Robert Petricelli, left, and Jim Smith, co-chairman of the state's Fiscal Sustainability and Economic Development Commission.
Robert Petricelli, left, and Jim Smith, co-chairs of the state’s Commission on Fiscal Sustainability and Economic Growth.
Robert Petricelli, left, and Jim Smith, co-chairs of the state’s Commission on Fiscal Sustainability and Economic Growth.

Jim Smith and Robert Patricelli are the co-chairs of the state Commission on Fiscal Stability and Economic Growth. The 14-member panel recently delivered a sweeping series of recommendations designed to help Connecticut tackle huge retirement benefit and other debt costs and also enable more robust economic growth.

Smith, 69, is chairman of Webster Bank and recently retired as its chief executive officer.

Smith’s father, Harold Webster Smith, started the First Federal Savings and Loan Association in Waterbury during the Great Depression in 1935 to help people buy and build homes.

Smith joined the bank as assistant secretary in 1975, became president in 1982 and CEO in 1987. It was renamed Webster Bank in honor of his father in 1995. Smith and his wife, Cathy, live in Middlebury. They have two children.

Patricelli, 78 was born in Hartford. His father, Leonard, was a 50-year employee and eventually co-owner of WTIC radio.

A White House fellow in 1965, Patricelli would hold several positions in the administrations of Presidents Lyndon Johnson, Richard Nixon, Gerald Ford and Jimmy Carter between 1965 and 1977.

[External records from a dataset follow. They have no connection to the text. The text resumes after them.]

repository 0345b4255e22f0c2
//! Media error types

use thiserror::Error;

#[derive(Error, Debug)]
pub enum MediaError {
    #[error("File size {size} bytes exceeds the {limit} byte limit")]
    TooLarge { size: u64, limit: u64 },

    #[error("Unsupported media type: {0}")]
    UnsupportedType(String),

    #[error("Failed to read file: {0}")]
    Read(#[from] std::io::Error),
}

impl MediaError {
    /// Message suitable for a user-facing alert
    pub fn user_message(&self) -> String {
        match self {
            MediaError::TooLarge { limit, .. } => {
                format!("File size exceeds {}MB limit", limit / (1024 * 1024))
            }
            MediaError::UnsupportedType(_) => "Only image files can be uploaded".to_string(),
            MediaError::Read(_) => "Failed to read file".to_string(),
        }
    }
}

These included serving as deputy undersecretary for the Department of Health, Education and Welfare from 1969 through 1971, and as head of the Urban Mass Transportation Administration from 1975 through 1977.

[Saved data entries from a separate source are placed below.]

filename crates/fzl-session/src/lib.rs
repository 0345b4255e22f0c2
//! FZL Splits Session Persistence
//!
//! - The live workspace is mirrored to storage after every change
//! - Only durable media references are ever written
//! - Stored data of any known schema revision is migrated on load;
//!   anything unrecognized is logged and treated as "no saved data"
//! - Theme and toolbar visibility live under their own keys

mod error;
mod keys;
mod last_activity;
mod preferences;
mod schema;
mod snapshot;
mod store;

pub use error::SessionError;
pub use keys::{CONTROLS_KEY, LAST_ACTIVITY_KEY, SNAPSHOT_KEY, THEME_KEY};
pub use last_activity::{LastActivity, LastActivityStore, RestoreMode, DEFAULT_TTL_HOURS};
pub use preferences::Preferences;
pub use schema::{decode, decode_value, parse_timestamp, Decoded, SchemaVersion};
pub use snapshot::{Snapshot, SnapshotSplit, SnapshotTab, SNAPSHOT_VERSION};
pub use store::SessionStore;

pub type Result<T> = std::result::Result<T, SessionError>;
//! Pane gesture and media input commands
use tauri::{AppHandle, State};
use tauri_plugin_opener::OpenerExt;

use fzl_core::{Board, ClipboardPayload, PaneView, Point};

use super::tabs::{mutate, CommandResult, WorkspaceInfo};
use crate::state::AppState;

fn pane_view_after<F, T>(state: &AppState, split_id: &str, f: F) -> CommandResult<PaneView>
where
    F: FnOnce(&Board) -> fzl_core::Result<T>,
{
    state
        .with_board(|board| {
            f(board)?;
            board.pane_view(split_id)
        })
        .into()
}

#[tauri::command]
pub fn get_pane_views(state: State<AppState>) -> CommandResult<Vec<PaneView>> {
    state.with_board(|board| Ok(board.pane_views())).into()
}

#[tauri::command]
pub fn pane_drag_start(
    state: State<AppState>,
    split_id: String,
    x: f64,
    y: f64,
) -> CommandResult<PaneView> {
    pane_view_after(&state, &split_id, |board| {
        board.pane_drag_start(&split_id, Point::new(x, y))
    })
}

#[tauri::command]
pub fn pane_drag_move(
    state: State<AppState>,
    split_id: String,
    x: f64,
    y: f64,
) -> CommandResult<PaneView> {
    pane_view_after(&state, &split_id, |board| {
        board.pane_drag_move(&split_id, Point::new(x, y))
    })
}

#[tauri::command]
pub fn pane_drag_end(state: State<AppState>, split_id: String) -> CommandResult<PaneView> {
    pane_view_after(&state, &split_id, |board| board.pane_drag_end(&split_id))
}

#[tauri::command]
pub fn pane_zoom_in(state: State<AppState>, split_id: String) -> CommandResult<PaneView> {
    pane_view_after(&state, &split_id, |board| board.pane_zoom_in(&split_id))
}

#[tauri::command]
pub fn pane_zoom_out(state: State<AppState>, split_id: String) -> CommandResult<PaneView> {
    pane_view_after(&state, &split_id, |board| board.pane_zoom_out(&split_id))
}

#[tauri::command]
pub fn report_media_error(state: State<AppState>, split_id: String) -> CommandResult<PaneView> {
    pane_view_after(&state, &split_id, |board| {
        board.report_media_error(&split_id)
    })
}

#[tauri::command]
pub fn submit_url(
    state: State<AppState>,
    split_id: String,
    input: String,
) -> CommandResult<WorkspaceInfo> {
    mutate(&state, |board| board.submit_url(&split_id, &input))
}

#[tauri::command]
pub fn clear_split_media(state: State<AppState>, split_id: String) -> CommandResult<WorkspaceInfo> {
    mutate(&state, |board| board.clear_split_media(&split_id))
}

#[tauri::command]
pub fn paste_text(
    state: State<AppState>,
    split_id: String,
    text: String,
) -> CommandResult<WorkspaceInfo> {
    mutate(&state, |board| {
        board.paste(&split_id, ClipboardPayload::Text(text))
    })
}

#[tauri::command]
pub fn paste_image(
    state: State<AppState>,
    split_id: String,
    mime: String,
    bytes: Vec<u8>,
) -> CommandResult<WorkspaceInfo> {
    mutate(&state, |board| {
        board.paste(&split_id, ClipboardPayload::Image { mime, bytes })
    })
}

/// Load a chosen or dropped file. Errors carry the message to alert with.
#[tauri::command]
pub async fn upload_file(
    state: State<'_, AppState>,
    split_id: String,
    path: String,
) -> Result<WorkspaceInfo, String> {
    let board = state.board().map_err(|e| e.to_string())?;

    board
        .upload_file(&split_id, &path)
        .await
        .map_err(|e| e.to_string())?;

    Ok(WorkspaceInfo::of(&board))
}

/// Open a reference the board cannot render in the system browser
#[tauri::command]
pub fn open_external(app: AppHandle, url: String) -> CommandResult<()> {
    match app.opener().open_url(url, None::<&str>) {
        Ok(()) => CommandResult::ok(()),
        Err(e) => CommandResult::err(e.to_string()),
    }
}
//! FZL Splits Core
//!
//! Central coordination layer for the reference board.
//! The [`Board`] owns the workspace and every store; the shell only
//! forwards user intent and renders what the board reports back.

mod board;
mod color;
mod config;
mod error;
mod platform;

pub use board::{Board, ClipboardPayload};
pub use color::{Color, ColorFormat, ColorHistory, MAX_COLOR_HISTORY};
pub use config::Config;
pub use error::CoreError;
pub use platform::{Clipboard, EyeDropper, Fullscreen};

// Re-export core components
pub use fzl_media::{
    assume_transparent, resolve, MediaError, MediaKind, MediaResolution, UploadPolicy,
};
pub use fzl_pane::{PaneView, Point, Transform};
pub use fzl_session::{LastActivity, RestoreMode, SessionError};
pub use fzl_storage::{Database, StorageError};
pub use fzl_tabs::{Action, Layout, Split, Tab, TabError, MAX_SPLITS_PER_TAB, MAX_TABS};

pub type Result<T> = std::result::Result<T, CoreError>;

/// Initialize logging
pub fn init_logging() {
    use tracing_subscriber::{fmt, EnvFilter};

    let filter = EnvFilter::try_from_default_env().unwrap_or_else(|_| EnvFilter::new("info"));

    fmt().with_env_filter(filter).with_target(true).init();
}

Patricelli founded and built up three healthcare companies. He sold the last of those three, Womens’ Health USA, last year.

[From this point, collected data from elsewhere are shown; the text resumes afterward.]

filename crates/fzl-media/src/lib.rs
//! FZL Splits Media
//!
//! Decides what a pane shows for a given media reference:
//! - Image URLs and data URIs render as pannable images
//! - YouTube links are rewritten to their embed URL
//! - Anything else is an opaque external reference
//!
//! Also converts uploaded or pasted image bytes into durable data URIs.

mod classify;
mod error;
mod upload;

pub use classify::{
    assume_transparent, extract_youtube_id, is_durable, is_image_url, is_transient, resolve,
    MediaKind, MediaResolution, IMAGE_EXTENSIONS,
};
pub use error::MediaError;
pub use upload::{
    encode_data_uri, mime_for_path, read_upload, Upload, UploadPolicy, DEFAULT_MAX_UPLOAD_BYTES,
};

pub type Result<T> = std::result::Result<T, MediaError>;
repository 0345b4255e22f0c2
fn main() {
    tauri_build::build()
}
//! Application state management
use fzl_core::{Board, Config, CoreError, Result};
use parking_lot::RwLock;
use std::sync::Arc;

/// Thread-safe application state wrapper
pub struct AppState {
    board: Arc<RwLock<Option<Arc<Board>>>>,
}

impl AppState {
    pub fn new() -> Result<Self> {
        let config = Config::default();
        let board = Board::new(config)?;

        Ok(Self {
            board: Arc::new(RwLock::new(Some(Arc::new(board)))),
        })
    }

    pub fn initialize(&self) -> Result<()> {
        if let Some(board) = self.board.read().as_ref() {
            board.initialize()?;
        }
        Ok(())
    }

    pub fn with_board<F, T>(&self, f: F) -> Result<T>
    where
        F: FnOnce(&Board) -> Result<T>,
    {
        let guard = self.board.read();
        match guard.as_ref() {
            Some(board) => f(board),
            None => Err(CoreError::NotInitialized),
        }
    }

    /// Owned handle for commands that hold the board across an await
    pub fn board(&self) -> Result<Arc<Board>> {
        self.board.read().clone().ok_or(CoreError::NotInitialized)
    }
}
//! Pane interaction controller

use serde::Serialize;

use crate::capture::{CaptureRegistry, PointerCapture};
use crate::transform::{Point, Transform};

/// An armed drag gesture
#[derive(Debug)]
struct Drag {
    /// Pointer position at gesture start minus the committed offset
    anchor: Point,
    /// Latest offset computed from pointer movement
    live: Option<Point>,
    _capture: PointerCapture,
}

#[derive(Debug)]
pub struct PaneController {
    pane_id: String,
    media: Option<String>,
    committed: Transform,
    drag: Option<Drag>,
    loading: bool,
    media_error: bool,
}

/// Render state handed to the host
#[derive(Debug, Clone, PartialEq, Serialize)]
pub struct PaneView {
    pub pane_id: String,
    pub transform: Transform,
    pub css_transform: String,
    pub zoom_percent: u32,
    pub dragging: bool,
    pub loading: bool,
    pub media_error: bool,
}

impl PaneController {
    pub fn new(pane_id: impl Into<String>, media: Option<String>) -> Self {
        Self {
            pane_id: pane_id.into(),
            media,
            committed: Transform::identity(),
            drag: None,
            loading: false,
            media_error: false,
        }
    }

    pub fn pane_id(&self) -> &str {
        &self.pane_id
    }

    pub fn media(&self) -> Option<&str> {
        self.media.as_deref()
    }

    /// Transform as of the last finished gesture
    pub fn committed(&self) -> Transform {
        self.committed
    }

    /// Transform to draw right now, including an in-flight drag
    pub fn current_transform(&self) -> Transform {
        match self.drag.as_ref().and_then(|d| d.live) {
            Some(live) => self.committed.with_offset(live),
            None => self.committed,
        }
    }

    /// CSS `transform` value for the current transform
    pub fn css_transform(&self) -> String {
        self.current_transform().css()
    }

    pub fn is_dragging(&self) -> bool {
        self.drag.is_some()
    }

    pub fn is_loading(&self) -> bool {
        self.loading
    }

    pub fn has_media_error(&self) -> bool {
        self.media_error
    }

    /// Point the pane at a new media reference.
    ///
    /// Any change resets zoom and offset, abandons an in-flight drag and
    /// clears the load error.
    pub fn set_media(&mut self, media: Option<&str>) -> bool {
        if self.media.as_deref() == media {
            return false;
        }

        self.media = media.map(str::to_string);
        self.committed = Transform::identity();
        self.drag = None;
        self.media_error = false;

        tracing::debug!(pane_id = %self.pane_id, has_media = self.media.is_some(), "Pane media changed");
        true
    }

    /// Arm a drag. Only panes showing media and not mid-upload can be dragged.
    pub fn drag_start(&mut self, pointer: Point, registry: &CaptureRegistry) -> bool {
        if self.media.is_none() || self.loading {
            return false;
        }

        // Re-arming replaces the old guard, which releases its capture first
        self.drag = None;
        self.drag = Some(Drag {
            anchor: pointer - self.committed.offset,
            live: None,
            _capture: registry.acquire(&self.pane_id),
        });

        true
    }

    /// Fast path for pointer movement: updates only the live offset
    pub fn drag_move(&mut self, pointer: Point) -> Option<Transform> {
        let drag = self.drag.as_mut()?;
        let delta = pointer - drag.anchor;
        drag.live = Some(delta);

        Some(self.committed.with_offset(delta))
    }

    /// Finish the gesture, committing the last live offset
    pub fn drag_end(&mut self) -> Option<Transform> {
        let drag = self.drag.take()?;
        if let Some(live) = drag.live {
            self.committed.offset = live;
        }

        tracing::debug!(
            pane_id = %self.pane_id,
            x = self.committed.offset.x,
            y = self.committed.offset.y,
            "Pane drag committed"
        );

        Some(self.committed)
    }

    pub fn zoom_in(&mut self) -> f64 {
        self.zoom_by(1)
    }

    pub fn zoom_out(&mut self) -> f64 {
        self.zoom_by(-1)
    }

    fn zoom_by(&mut self, steps: i32) -> f64 {
        if !self.loading {
            self.committed.scale = self.committed.zoomed(steps);
        }
        self.committed.scale
    }

    /// Mark an upload as in flight. Returns `false` if one already is.
    pub fn begin_upload(&mut self) -> bool {
        if self.loading {
            return false;
        }

        self.loading = true;
        self.drag = None;
        true
    }

    pub fn finish_upload(&mut self) {
        self.loading = false;
    }

    /// The renderer failed to load the media; affects this pane only
    pub fn mark_media_error(&mut self) {
        self.media_error = true;
    }

    pub fn view(&self) -> PaneView {
        let transform = self.current_transform();
        PaneView {
            pane_id: self.pane_id.clone(),
            css_transform: transform.css(),
            zoom_percent: transform.percent(),
            transform,
            dragging: self.is_dragging(),
            loading: self.loading,
            media_error: self.media_error,
        }
    }
}
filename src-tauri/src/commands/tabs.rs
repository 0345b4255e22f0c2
//! Tab and split commands
use serde::{Deserialize, Serialize};
use tauri::State;

use fzl_core::{assume_transparent, Action, Board, Layout, MediaKind, Result, Split, Tab};

use crate::state::AppState;

#[derive(Debug, Serialize, Deserialize)]
pub struct SplitInfo {
    pub id: String,
    pub media: Option<String>,
    /// Render branch for the media, absent when the split is empty
    pub kind: Option<MediaKind>,
    pub transparent: bool,
}

impl From<&Split> for SplitInfo {
    fn from(split: &Split) -> Self {
        Self {
            id: split.id.clone(),
            media: split.media.clone(),
            kind: split.media.as_deref().map(MediaKind::of),
            transparent: split.media.as_deref().is_some_and(assume_transparent),
        }
    }
}

#[derive(Debug, Serialize, Deserialize)]
pub struct TabInfo {
    pub id: String,
    pub name: String,
    pub splits: Vec<SplitInfo>,
}

impl From<&Tab> for TabInfo {
    fn from(tab: &Tab) -> Self {
        Self {
            id: tab.id.clone(),
            name: tab.name.clone(),
            splits: tab.splits.iter().map(SplitInfo::from).collect(),
        }
    }
}

/// Everything the toolbar and the split grid need to draw
#[derive(Debug, Serialize, Deserialize)]
pub struct WorkspaceInfo {
    pub tabs: Vec<TabInfo>,
    pub active_tab: usize,
    pub layout: Layout,
    pub can_add_tab: bool,
    pub can_remove_tab: bool,
    pub can_add_split: bool,
    pub can_remove_split: bool,
    pub is_dark: bool,
    pub controls_visible: bool,
}

impl WorkspaceInfo {
    pub fn of(board: &Board) -> Self {
        let (tabs, active_tab, layout) = board.with_workspace(|ws| {
            (
                ws.tabs().iter().map(TabInfo::from).collect(),
                ws.active_tab_index(),
                ws.layout(),
            )
        });

        Self {
            tabs,
            active_tab,
            layout,
            can_add_tab: board.can_add_tab(),
            can_remove_tab: board.can_remove_tab(),
            can_add_split: board.can_add_split(),
            can_remove_split: board.can_remove_split(),
            is_dark: board.is_dark(),
            controls_visible: board.controls_visible(),
        }
    }
}

#[derive(Debug, Serialize)]
pub struct CommandResult<T> {
    pub success: bool,
    pub data: Option<T>,
    pub error: Option<String>,
}

impl<T> CommandResult<T> {
    pub fn ok(data: T) -> Self {
        Self {
            success: true,
            data: Some(data),
            error: None,
        }
    }

    pub fn err(error: String) -> Self {
        Self {
            success: false,
            data: None,
            error: Some(error),
        }
    }
}

impl<T> From<Result<T>> for CommandResult<T> {
    fn from(result: Result<T>) -> Self {
        match result {
            Ok(data) => CommandResult::ok(data),
            Err(e) => CommandResult::err(e.to_string()),
        }
    }
}

/// Run a board mutation and answer with the resulting workspace
pub(crate) fn mutate<F>(state: &AppState, f: F) -> CommandResult<WorkspaceInfo>
where
    F: FnOnce(&Board) -> Result<bool>,
{
    state
        .with_board(|board| {
            f(board)?;
            Ok(WorkspaceInfo::of(board))
        })
        .into()
}

#[tauri::command]
pub fn get_workspace(state: State<AppState>) -> CommandResult<WorkspaceInfo> {
    state.with_board(|board| Ok(WorkspaceInfo::of(board))).into()
}

#[tauri::command]
pub fn dispatch_action(state: State<AppState>, action: Action) -> CommandResult<WorkspaceInfo> {
    mutate(&state, |board| board.dispatch(action))
}

#[tauri::command]
pub fn add_tab(state: State<AppState>) -> CommandResult<WorkspaceInfo> {
    mutate(&state, Board::add_tab)
}

#[tauri::command]
pub fn remove_tab(state: State<AppState>, index: usize) -> CommandResult<WorkspaceInfo> {
    mutate(&state, |board| board.remove_tab(index))
}

#[tauri::command]
pub fn select_tab(state: State<AppState>, index: usize) -> CommandResult<WorkspaceInfo> {
    mutate(&state, |board| board.select_tab(index))
}

#[tauri::command]
pub fn rename_tab(
    state: State<AppState>,
    index: usize,
    name: String,
) -> CommandResult<WorkspaceInfo> {
    mutate(&state, |board| board.rename_tab(index, name))
}

#[tauri::command]
pub fn add_split(state: State<AppState>) -> CommandResult<WorkspaceInfo> {
    mutate(&state, Board::add_split)
}

#[tauri::command]
pub fn remove_split(state: State<AppState>) -> CommandResult<WorkspaceInfo> {
    mutate(&state, Board::remove_split)
}

#[tauri::command]
pub fn reset_splits(state: State<AppState>) -> CommandResult<WorkspaceInfo> {
    mutate(&state, Board::reset_splits)
}

#[tauri::command]
pub fn create_grid_layout(state: State<AppState>) -> CommandResult<WorkspaceInfo> {
    mutate(&state, Board::create_grid_layout)
}

#[tauri::command]
pub fn set_layout(state: State<AppState>, layout: Layout) -> CommandResult<WorkspaceInfo> {
    mutate(&state, |board| board.set_layout(layout))
}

He and his wife, Margaret, live in Simsbury. They have two children and five grandchildren.

Smith and Patricelli both served on policy committees that assisted the administration of former Gov. John G. Rowland.

In this Sunday Conversation, Smith and Patricelli spoke with The Mirror about their work on the Commission on Fiscal Stability and Economic Growth, civic engagement and Connecticut politics.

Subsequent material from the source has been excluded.